*Task requirements:* Extract the lines from the first line of the records below through the line containing "if num_slots == 0", inclusive, and reproduce them exactly as written.
── Material supplied
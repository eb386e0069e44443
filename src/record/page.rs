use std::sync::Arc;

use super::error::{RecordError, RecordResult};
use super::record::{RecordId, SlotId, Tuple};
use super::schema::TupleSchema;
use crate::file::PageId;
use crate::transaction::TransactionId;

/// Slot arithmetic for one page size and tuple width
///
/// A page is `[header][slot 0]..[slot n-1][zero padding]`, where header bit `i`
/// (LSB first within each byte) marks slot `i` as occupied.
#[derive(Debug, Clone, Copy, PartialEq, Eq)]
pub struct PageLayout {
    page_size: usize,
    tuple_size: usize,
    num_slots: usize,
    header_size: usize,
}

impl PageLayout {
    /// Calculate maximum number of slots for a given tuple size
    ///
    /// Each slot costs `tuple_size * 8` bits of data plus one header bit. A tuple
    /// too wide to count in bits gets zero slots.
    pub fn calculate_slot_count(page_size: usize, tuple_size: usize) -> usize {
        let slot_bits = tuple_size.saturating_mul(8).saturating_add(1);
        page_size.saturating_mul(8) / slot_bits
    }

    pub fn new(page_size: usize, tuple_size: usize) -> RecordResult<Self> {
        if tuple_size == 0 {
            return Err(RecordError::InvalidLayout(
                "Tuple size must be positive".to_string(),
            ));
        }

        let num_slots = Self::calculate_slot_count(page_size, tuple_size);
        if num_slots == 0 {
            return Err(RecordError::InvalidLayout(format!(
                "Tuple size {} is too large for page size {}",
                tuple_size, page_size
            )));
        }

        let header_size = num_slots.div_ceil(8);
        let used = num_slots
            .checked_mul(tuple_size)
            .and_then(|body| body.checked_add(header_size));
        if used.is_none_or(|used| used > page_size) {
            return Err(RecordError::InvalidLayout(format!(
                "{} slots of {} bytes overflow a {}-byte page",
                num_slots, tuple_size, page_size
            )));
        }

        Ok(Self {
            page_size,
            tuple_size,
            num_slots,
            header_size,
        })
    }

    pub fn page_size(&self) -> usize {
        self.page_size
    }

    pub fn tuple_size(&self) -> usize {
        self.tuple_size
    }

    pub fn num_slots(&self) -> usize {
        self.num_slots
    }

    pub fn header_size(&self) -> usize {
        self.header_size
    }

    /// Trailing zero bytes after the last slot
    pub fn padding(&self) -> usize {
        self.page_size - self.header_size - self.num_slots * self.tuple_size
    }

    fn slot_offset(&self, slot_id: SlotId) -> usize {
        self.header_size + slot_id * self.tuple_size
    }
}

/// One page of a heap file: an occupancy bitmap plus fixed-width tuple slots
#[derive(Debug, Clone)]
pub struct HeapPage {
    pid: PageId,
    schema: Arc<TupleSchema>,
    layout: PageLayout,
    header: Vec<u8>,
    tuples: Vec<Option<Tuple>>,
    before_image: Vec<u8>,
    dirtied_by: Option<TransactionId>,
}

impl HeapPage {
    /// A zero-filled block, which decodes to a page with every slot free
    pub fn empty_page_data(page_size: usize) -> Vec<u8> {
        vec![0u8; page_size]
    }

    /// An empty page of `page_size` bytes for `schema`
    pub fn new_empty(
        pid: PageId,
        schema: Arc<TupleSchema>,
        page_size: usize,
    ) -> RecordResult<Self> {
        Self::decode(pid, schema, &Self::empty_page_data(page_size))
    }

    /// Parse a page from its on-disk block; the block length is the page size
    ///
    /// Every occupied slot must parse, otherwise the whole page is rejected.
    pub fn decode(pid: PageId, schema: Arc<TupleSchema>, data: &[u8]) -> RecordResult<Self> {
        let layout = PageLayout::new(data.len(), schema.record_size())?;
        let header = data[..layout.header_size].to_vec();

        let mut tuples = Vec::with_capacity(layout.num_slots);
        for slot_id in 0..layout.num_slots {
            if !bit_is_set(&header, slot_id) {
                tuples.push(None);
                continue;
            }

            let start = layout.slot_offset(slot_id);
            let bytes = &data[start..start + layout.tuple_size];
            let mut tuple = Tuple::deserialize(bytes, &schema).map_err(|e| {
                RecordError::Deserialization(format!("page {} slot {}: {}", pid, slot_id, e))
            })?;
            tuple.set_record_id(Some(RecordId::new(pid, slot_id)));
            tuples.push(Some(tuple));
        }

        Ok(Self {
            pid,
            schema,
            layout,
            header,
            tuples,
            before_image: data.to_vec(),
            dirtied_by: None,
        })
    }

    /// Serialize to exactly `page_size` bytes; `decode(encode(p)) == p`
    pub fn encode(&self) -> RecordResult<Vec<u8>> {
        let mut data = Vec::with_capacity(self.layout.page_size);
        data.extend_from_slice(&self.header);

        for (slot_id, slot) in self.tuples.iter().enumerate() {
            match slot {
                Some(tuple) if self.is_slot_used(slot_id) => tuple.serialize_into(&mut data)?,
                _ => data.resize(data.len() + self.layout.tuple_size, 0),
            }
        }

        data.resize(self.layout.page_size, 0);
        Ok(data)
    }

    pub fn id(&self) -> PageId {
        self.pid
    }

    pub fn schema(&self) -> &Arc<TupleSchema> {
        &self.schema
    }

    pub fn layout(&self) -> &PageLayout {
        &self.layout
    }

    /// Get the number of slots in this page
    pub fn slot_count(&self) -> usize {
        self.layout.num_slots
    }

    /// Check if a slot is used; slots past the end are never used
    pub fn is_slot_used(&self, slot_id: SlotId) -> bool {
        slot_id < self.layout.num_slots && bit_is_set(&self.header, slot_id)
    }

    /// Count of clear header bits among the first `num_slots` bits
    pub fn free_slot_count(&self) -> usize {
        (0..self.layout.num_slots)
            .filter(|&slot_id| !bit_is_set(&self.header, slot_id))
            .count()
    }

    /// Find the lowest free slot, returns None if page is full
    pub fn find_free_slot(&self) -> Option<SlotId> {
        (0..self.layout.num_slots).find(|&slot_id| !bit_is_set(&self.header, slot_id))
    }

    pub fn is_full(&self) -> bool {
        self.find_free_slot().is_none()
    }

    /// The tuple stored at `slot_id`, if the slot is occupied
    pub fn tuple(&self, slot_id: SlotId) -> Option<&Tuple> {
        if !self.is_slot_used(slot_id) {
            return None;
        }
        self.tuples[slot_id].as_ref()
    }

    /// Place `tuple` in the lowest free slot and record its new location on it
    pub fn insert_tuple(&mut self, tuple: &mut Tuple) -> RecordResult<RecordId> {
        if !self.schema.is_compatible(tuple.schema()) {
            return Err(RecordError::SchemaMismatch(format!(
                "page {} holds ({}), tuple has ({})",
                self.pid,
                self.schema,
                tuple.schema()
            )));
        }

        let slot_id = self
            .find_free_slot()
            .ok_or(RecordError::PageFull(self.pid))?;
        let rid = RecordId::new(self.pid, slot_id);

        set_bit(&mut self.header, slot_id, true);
        tuple.set_record_id(Some(rid));
        self.tuples[slot_id] = Some(tuple.clone());

        Ok(rid)
    }

    /// Free the slot named by `tuple`'s location and mark the tuple unplaced
    pub fn delete_tuple(&mut self, tuple: &mut Tuple) -> RecordResult<()> {
        let rid = tuple.record_id().ok_or(RecordError::NotPlaced)?;
        if rid.page_id != self.pid {
            return Err(RecordError::NotOnPage {
                page_id: self.pid,
                location: rid.to_string(),
            });
        }
        if rid.slot_id >= self.layout.num_slots {
            return Err(RecordError::InvalidSlot(self.pid, rid.slot_id));
        }
        if !bit_is_set(&self.header, rid.slot_id) {
            return Err(RecordError::SlotEmpty(self.pid, rid.slot_id));
        }

        set_bit(&mut self.header, rid.slot_id, false);
        self.tuples[rid.slot_id] = None;
        tuple.set_record_id(None);

        Ok(())
    }

    /// Set or clear the dirty flag, remembering who wrote the page last
    pub fn mark_dirty(&mut self, dirty: bool, tid: TransactionId) {
        self.dirtied_by = if dirty { Some(tid) } else { None };
    }

    /// The last writer if the page is dirty, `None` if clean
    pub fn is_dirty(&self) -> Option<TransactionId> {
        self.dirtied_by
    }

    /// The page as it was when last loaded or snapshotted
    pub fn before_image(&self) -> RecordResult<HeapPage> {
        HeapPage::decode(self.pid, Arc::clone(&self.schema), &self.before_image)
    }

    /// Snapshot the current contents as the new before image
    pub fn set_before_image(&mut self) -> RecordResult<()> {
        self.before_image = self.encode()?;
        Ok(())
    }

    /// Occupied slots' tuples in slot order, derived fresh on each call
    pub fn iter(&self) -> impl Iterator<Item = &Tuple> + '_ {
        self.tuples
            .iter()
            .enumerate()
            .filter(|(slot_id, _)| self.is_slot_used(*slot_id))
            .filter_map(|(_, slot)| slot.as_ref())
    }
}

impl PartialEq for HeapPage {
    fn eq(&self, other: &Self) -> bool {
        self.pid == other.pid
            && self.header == other.header
            && self.schema.is_compatible(&other.schema)
            && self.iter().eq(other.iter())
    }
}

fn bit_is_set(bitmap: &[u8], idx: usize) -> bool {
    bitmap
        .get(idx / 8)
        .is_some_and(|byte| byte & (1 << (idx % 8)) != 0)
}

fn set_bit(bitmap: &mut [u8], idx: usize, value: bool) {
    if value {
        bitmap[idx / 8] |= 1 << (idx % 8);
    } else {
        bitmap[idx / 8] &= !(1 << (idx % 8));
    }
}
────
*Result of this task:*
repository eb386e0069e44443
filename src/record/page.rs
use std::sync::Arc;

use super::error::{RecordError, RecordResult};
use super::record::{RecordId, SlotId, Tuple};
use super::schema::TupleSchema;
use crate::file::PageId;
use crate::transaction::TransactionId;

/// Slot arithmetic for one page size and tuple width
///
/// A page is `[header][slot 0]..[slot n-1][zero padding]`, where header bit `i`
/// (LSB first within each byte) marks slot `i` as occupied.
#[derive(Debug, Clone, Copy, PartialEq, Eq)]
pub struct PageLayout {
    page_size: usize,
    tuple_size: usize,
    num_slots: usize,
    header_size: usize,
}

impl PageLayout {
    /// Calculate maximum number of slots for a given tuple size
    ///
    /// Each slot costs `tuple_size * 8` bits of data plus one header bit. A tuple
    /// too wide to count in bits gets zero slots.
    pub fn calculate_slot_count(page_size: usize, tuple_size: usize) -> usize {
        let slot_bits = tuple_size.saturating_mul(8).saturating_add(1);
        page_size.saturating_mul(8) / slot_bits
    }

    pub fn new(page_size: usize, tuple_size: usize) -> RecordResult<Self> {
        if tuple_size == 0 {
            return Err(RecordError::InvalidLayout(
                "Tuple size must be positive".to_string(),
            ));
        }

        let num_slots = Self::calculate_slot_count(page_size, tuple_size);
        if num_slots == 0 {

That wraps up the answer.